The Real Conservationist Please Stand Up

Recently we read on Facebook where a self proclaimed “conservationist” was bashing hunters and state wildlife agencies.  Insults ranged from hunters and their bloody thirsty selfies to wildlife agencies neglect of non-game species.  It’s sad to see that sportsman are not always perceived as conservationist.  In fact, sportsman were the first conservationist in modern times.  Modern wildlife conservation was born because hunters were concerned over exploited and declining wildlife populations.  Did this guy have some traction as it appears to the non-hunting public?  Maybe at face value there are those who’s ego seem to take over a hunt, there are bad apples in every group.  And maybe it appears that game species do sometimes take precedence over other non-game species because the model is kinda set up that way.  Was the characterization of hunters and state wildlife agencies as blood thirsty with a narrow minded perception of the natural world unfair, very much yes.  To paint any group of people with a broad brush is wrong.

wildlife agencies

Folk from wildlife agencies work hard to conserve all species of wildlife for the American people.
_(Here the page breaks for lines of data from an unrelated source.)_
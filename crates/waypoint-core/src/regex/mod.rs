//! Component B: the regex engine (spec §4.B) — AST, textual parser, and the
//! Thompson-construction → subset-construction → minimization pipeline that
//! turns a scope's lexical rules into one shared DFA.

pub mod ast;
pub mod dfa;
pub mod nfa;
pub mod parse;

pub use ast::RegexNode;
pub use dfa::{build_dfa, Dfa, DfaBuildOutcome, DfaState};
pub use nfa::{AcceptPriority, Nfa};
pub use parse::{parse_regex, RegexParseError};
PC BLM

The Layers of Modern Wildlife Conservation

If you dig deeper and peel back the layers of modern wildlife conservation you begin to see that game species conservation benefits other non-game species and their habitats as well.  You also see that sportsmen were the first to lead the charge in wildlife conservation and continue to be the ones who fund wildlife conservation.  Consider this layer that debunks the theory non-game species suffer because of game centric wildlife management…  Imagine an umbrella.  An umbrella is used to protect whatever is underneath it.  One of the terms used in modern wildlife conservation is “umbrella species”.  Management that benefit one of these umbrella species benefit other species that fall under that same umbrella of habitat.  Because mule deer use habitat at landscape scales what benefits deer benefits many other species of wildlife, making them an umbrella species.  For example, mule deer in the West rely on lower elevation sagebrush habitat during winter months. Protecting, conserving, and restoring sagebrush steppe habitat benefits several non-game species like the sage sparrow, grasshopper sparrow, burrowing owl, pygmy rabbit, prairie dogs, badgers, horned lizards…and the list could go on.

sagebrush landscape

Protecting mule deer landscapes like these benefit hundreds of other wildlife species, including us. PC U.S. Department of the Interior

True Identity of America’s Wildlife Conservation

Now back to who funds wildlife conservation.  The numbers are staggering.  Because of guns and hunting wildlife is thriving.  Hunters, target shooters, and the firearm industry have been the largest contributor to wildlife conservation since the 1930’s.  When firearms and ammunition are purchased and excise tax is paid under the Pittman-Robertson Act that goes directly toward wildlife conservation.  These funds are split between state wildlife agencies and along with hunting license sales, this makes up the majority of each states wildlife budget.  According to the Congressional Sportsmans Foundation, last year $823 million was generated from Pittman-Robertson funds and $821 million was generated from hunting licenses.  And that is just the tip of the iceberg.  The Federal Duck Stamp program last year generated in the neighborhood of $81 million.  Non-profit organizations like the Mule Deer Foundation, Rocky Mountain Elk Foundation, Pheasants Forever and several other sportsman groups contribute hundreds of millions dollars to wildlife conservation each year.


PC Rocky Mountain Elk Foundation

As hunters and sportsman we can stand tall knowing we are conservationist in the truest sense of the word and we put our money where our mouth is!